Comparison of elective single cleavage-embryo transfer to elective single blastocyst-embryo transfer in human IVF-ET
Sang Min Kang1
Sang Won Lee1
Hak Jun Jeong1
San Hyun Yoon2
Jin Ho Lim2
Seong Goo Lee1
1Daegu Maria Fertility Clinic, Daegu, Korea.
2Seoul Maria Fertility Hospital, Seoul, Korea.
Correspondence: Corresponding author: Seong Goo Lee. Maria Fertility Clinic, Samsung Fire Bldg. Beomeo 3-dong, Suseong-gu, Daegu 706-743, Korea. Tel: +82-53-943-6555, Fax: +82-53-743-5519, koo9406@unitel.co.kr

Introduction

Multiple embryos have been transferred into the uterine cavity in order to maintain an acceptable pregnancy rate in IVF-ET programs. However, this had a high risk of complications including premature birth, low birth weight infants, intrauterine growth retardation, perinatal death, and cerebral palsy. It has been concluded that minimizing the number of transferred embryos is the best way to prevent those side effects. A 22% multiple birth rate was reported in the Europe in 2004 [1] and a 31% rate in the US in 2006 [2]. However, the multiple birth rate of Korea in 2006 was reported to be high as 33.8% [3]. To reduce multiple pregnancies, in 2008 the Korean Ministry of Health and Welfare recommended transferring one embryo on day 4 or 5 or two embryos on day 2 or 3 for patients who are less than 35 years of age with a good prognosis. A voluntary reduction in the number of transferred embryos to two from three resulted in an almost complete elimination of triplet pregnancies, while the pregnancy rate remained at approximately 35%--similar to that for three embryos, and the twin birth rate became 25% [4]. In addition, Kang et al. [5] reported that 60.7% of clinical pregnancies and 32.3% of multiple pregnancies were achieved for women less than 36 years old on day 3, resulting from two cleavage embryo transfer. In light of the above research, transferring just two embryos for patients with a good prognosis could not dramatically decrease multiple pregnancies.
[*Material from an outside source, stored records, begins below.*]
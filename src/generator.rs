use ndarray::Array2;
use rand::prelude::*;

use crate::*;

/// Strategy for laying out mines on a fresh board.
pub trait MinePlacer {
    /// Returns a mine mask with the shape of `config` and exactly
    /// `config.mines` entries set, assuming the config is satisfiable.
    fn place(&mut self, config: &GameConfig) -> Array2<bool>;
}

/// Uniform random placement without replacement, optionally keeping one
/// position mine-free (used for first-move protection).
#[derive(Clone, Debug)]
pub struct RandomPlacer {
    rng: SmallRng,
    exclude: Option<Pos>,
}

impl RandomPlacer {
    pub fn new(seed: u64) -> Self {
        Self {
            rng: SmallRng::seed_from_u64(seed),
            exclude: None,
        }
    }

    pub fn from_entropy() -> Self {
        Self::new(rand::rng().random())
    }

    pub fn excluding(seed: u64, exclude: Pos) -> Self {
        Self {
            rng: SmallRng::seed_from_u64(seed),
            exclude: Some(exclude),
        }
    }
}

impl MinePlacer for RandomPlacer {
    fn place(&mut self, config: &GameConfig) -> Array2<bool> {
        let cols = usize::from(config.cols);
        let total = usize::from(config.total_cells());
        let mines = usize::from(config.mines);

        let excluded = self
            .exclude
            .map(|(row, col)| usize::from(row) * cols + usize::from(col));

        let mut slots: Vec<usize> = (0..total).filter(|&i| Some(i) != excluded).collect();
        if mines > slots.len() {
            log::warn!(
                "cannot keep {:?} mine-free, {} mines requested for {} cells",
                self.exclude,
                mines,
                total
            );
            slots = (0..total).collect();
        }

        slots.shuffle(&mut self.rng);

        let mut mask: Array2<bool> = Array2::default((usize::from(config.rows), cols));
        for &slot in slots.iter().take(mines) {
            mask[[slot / cols, slot % cols]] = true;
        }
        mask
    }
}

/// Places mines at fixed positions, for deterministic boards in tests.
#[derive(Clone, Debug, PartialEq)]
pub struct FixedPlacer {
    mines: Vec<Pos>,
}

impl FixedPlacer {
    pub fn new(mines: &[Pos]) -> Self {
        Self {
            mines: mines.to_vec(),
        }
    }
}

impl MinePlacer for FixedPlacer {
    fn place(&mut self, config: &GameConfig) -> Array2<bool> {
        let mut mask: Array2<bool> =
            Array2::default((usize::from(config.rows), usize::from(config.cols)));
        for &(row, col) in &self.mines {
            if row < config.rows && col < config.cols {
                mask[(row, col).convert()] = true;
            } else {
                log::warn!("mine at {:?} outside {}x{} board, skipped", (row, col), config.rows, config.cols);
            }
        }
        mask
    }
}

#[cfg(test)]
mod tests {
    use super::*;

    #[test]
    fn random_placer_places_exact_mine_count() {
        let config = GameConfig::new(9, 9, 20).unwrap();
        for seed in 0..10 {
            let mask = RandomPlacer::new(seed).place(&config);
            assert_eq!(mask.iter().filter(|&&mine| mine).count(), 20);
        }
    }

    #[test]
    fn random_placer_never_mines_the_excluded_position() {
        let config = GameConfig::new(4, 4, 15).unwrap();
        for seed in 0..50 {
            let mask = RandomPlacer::excluding(seed, (2, 3)).place(&config);
            assert!(!mask[(2usize, 3usize)]);
            assert_eq!(mask.iter().filter(|&&mine| mine).count(), 15);
        }
    }

    #[test]
    fn fixed_placer_reproduces_the_given_layout() {
        let config = GameConfig::new(3, 3, 2).unwrap();
        let mask = FixedPlacer::new(&[(0, 1), (2, 2)]).place(&config);
        assert!(mask[[0, 1]]);
        assert!(mask[[2, 2]]);
        assert_eq!(mask.iter().filter(|&&mine| mine).count(), 2);
    }
}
One of the best ways to maintain a reasonable pregnancy rate while still reducing the number of multiple births in human IVF-ET would be to select and transfer a single embryo with the best quality of many embryos generated from a cohort. Actually, it was reported that the Nordic countries have successfully implemented a policy of single embryo transfer. In Sweden, for example, single embryo transfer was conducted for 70% of all patients [6]. An acceptable pregnancy rate must be maintained in order to perform single embryo transfer. Although most clinics have not performed single embryo transfer due to fears that the pregnancy rate could be lowered by reducing the number of transferred embryos, previous studies including more than 100 cycles showed that the clinical pregnancy and delivery rates of elective single cleavage-embryo transfer (eSCET) were similar to those of elective double cleavage-embryo transfer (eDCET) [5,7,8]. Likewise, it has been reported that the clinical pregnancy rate of elective single blastocyst-embryo transfer (eSBET) was similar to that of elective double blastocyst-embryo transfer (eDBET) on day 5 [9].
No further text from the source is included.